Les régimes politiques guinéens se succèdent au fil des décennies, chacun avec son lot de réussites ou d’échecs mêlés. Le régime du président général Fory Coco se distingue particulièrement par l’adoption du système économique libéral et par l’instauration du multipartisme.

Après avoir opté pour le multipartisme, la Guinée a vu naître une kyrielle de partis politiques aux fortunes diverses. Quelques grandes formations politiques se sont donné la main pour constituer un véritable contre-pouvoir au sein du pouvoir législatif ainsi que pour l’animation de la vie politique nationale.

Il a résulté de ce climat démocratique une adhésion massive des populations au débat public pour la défense des droits humains et autres préoccupations nationales. La liberté d’expression, soutenue par la liberté de la presse, à largement influé sur l’évolution positive du pays.

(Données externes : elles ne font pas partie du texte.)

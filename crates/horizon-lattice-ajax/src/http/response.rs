//! Completed exchange records and transfer progress.

use bytes::Bytes;

use crate::ajax::Document;

/// The raw body of a completed response.
#[derive(Clone, Debug, Default, PartialEq, Eq)]
pub enum ResponseBody {
    /// No body was received.
    #[default]
    Empty,
    /// A text-typed body.
    Text(String),
    /// A non-text body.
    Binary(Bytes),
}

impl ResponseBody {
    /// Build a body from received bytes, preferring text when the bytes are UTF-8.
    pub fn from_bytes(bytes: Bytes) -> Self {
        if bytes.is_empty() {
            return Self::Empty;
        }
        match std::str::from_utf8(&bytes) {
            Ok(text) => Self::Text(text.to_string()),
            Err(_) => Self::Binary(bytes),
        }
    }

    /// Returns true if nothing was received.
    pub fn is_empty(&self) -> bool {
        match self {
            Self::Empty => true,
            Self::Text(text) => text.is_empty(),
            Self::Binary(bytes) => bytes.is_empty(),
        }
    }
}

/// Everything the transport reports about one finished request.
///
/// This is the terminal outcome of [`Transport::send`](super::Transport::send).
/// Transport-level failures are reported here too, as status `0`.
#[derive(Clone, Debug, Default)]
pub struct Exchange {
    /// HTTP status code, or `0` if no response was received.
    pub status: u16,
    /// Reason phrase.
    pub status_text: String,
    /// The final URL after redirects.
    pub url: String,
    /// The received body.
    pub body: ResponseBody,
    /// A document the host already parsed, if any.
    pub document: Option<Document>,
    /// The response type declared by the host, if any.
    pub response_type: Option<String>,
    /// All response headers as a CRLF-delimited `Name: Value` block.
    pub raw_headers: Option<String>,
}

impl Exchange {
    /// Create an exchange with the given status and no body.
    pub fn new(status: u16, url: impl Into<String>) -> Self {
        Self {
            status,
            url: url.into(),
            ..Self::default()
        }
    }

    /// The outcome reported when no response could be obtained.
    pub fn network_failure(url: impl Into<String>) -> Self {
        Self::new(0, url)
    }

    /// Set the reason phrase.
    pub fn with_status_text(mut self, status_text: impl Into<String>) -> Self {
        self.status_text = status_text.into();
        self
    }

    /// Set a text body.
    pub fn with_text(mut self, text: impl Into<String>) -> Self {
        self.body = ResponseBody::Text(text.into());
        self
    }

    /// Set a binary body.
    pub fn with_bytes(mut self, bytes: impl Into<Bytes>) -> Self {
        self.body = ResponseBody::Binary(bytes.into());
        self
    }

    /// Set the raw header block.
    pub fn with_raw_headers(mut self, raw_headers: impl Into<String>) -> Self {
        self.raw_headers = Some(raw_headers.into());
        self
    }

    /// Append a single header line to the raw header block.
    pub fn with_header(mut self, name: &str, value: &str) -> Self {
        let block = self.raw_headers.get_or_insert_with(String::new);
        block.push_str(name);
        block.push_str(": ");
        block.push_str(value);
        block.push_str("\r\n");
        self
    }

    /// Set the declared response type.
    pub fn with_response_type(mut self, response_type: impl Into<String>) -> Self {
        self.response_type = Some(response_type.into());
        self
    }

    /// Attach a document parsed by the host.
    pub fn with_document(mut self, document: Document) -> Self {
        self.document = Some(document);
        self
    }
}

/// Progress information for downloads/uploads.
#[derive(Clone, Debug, PartialEq, Eq)]
pub struct TransferProgress {
    /// Number of bytes transferred so far.
    pub bytes_transferred: u64,
    /// Total number of bytes, if known.
    pub total_bytes: Option<u64>,
}

impl TransferProgress {
    /// Get the progress as a fraction (0.0 to 1.0), if total is known.
    pub fn fraction(&self) -> Option<f64> {
        self.total_bytes.map(|total| {
            if total == 0 {
                1.0
            } else {
                self.bytes_transferred as f64 / total as f64
            }
        })
    }

    /// Get the progress as a percentage (0 to 100), if total is known.
    pub fn percent(&self) -> Option<u8> {
        self.fraction().map(|f| (f * 100.0).min(100.0) as u8)
    }
}
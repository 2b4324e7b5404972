//! Transport layer: outgoing requests, completed exchanges and the network
//! primitive that connects them.
//!
//! # Example
//!
//! ```ignore
//! use horizon_lattice_ajax::http::{HttpClient, HttpMethod, OutgoingRequest, Transport};
//!
//! let client = HttpClient::builder()
//!     .base_url("https://example.com/")
//!     .build()?;
//!
//! let url = client.resolve_url("api/ping")?;
//! let exchange = client
//!     .send(OutgoingRequest::new(HttpMethod::Get, url), Default::default())
//!     .await;
//! println!("{} {}", exchange.status, exchange.status_text);
//! ```

mod client;
mod request;
mod response;
mod transport;

pub use client::{HttpClient, HttpClientBuilder, HttpClientConfig};
pub use request::{HttpMethod, OutgoingRequest, RequestBody};
pub use response::{Exchange, ResponseBody, TransferProgress};
pub use transport::{ProgressCallback, ProgressObservers, Transport};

Disons que les mêmes valeurs démocratiques se sont maintenues sous la transition du Capitaine El Dadis- Général El Tigre Konaté et jusque sous le régime du Prési Alpha Grimpeur.

On a reproché hier (et encore aujourd’hui) à cette démocratie naissante d’être à l’origine des bagarres sans fin entre l’opposition et la mouvance présidentielle. Mais à qui imputer les troubles à l’ordre public, les crimes de sang ou les crimes économiques d’alors ? La répression aveugle des manifestations de l’opposition n’a été en réalité que l’œuvre des pouvoirs publics qui disposaient à leur guise les forces de défense et de sécurité. Évitons donc de jeter le bébé avec l’eau du bain, la démocratie ne saurait être assimilée à un régime de chaos.

Maintenant que cet épisode de démocratie politique relève du passé, je suis tenu de rester dans mon petit coin, ruminant mes frustrations et ma colère. J’ai dit à tous mes amis et à mon entourage de ne plus me parler de politique, je ne crois pas aux discours mielleux. Pour tout dire, je suis politiquement blasé.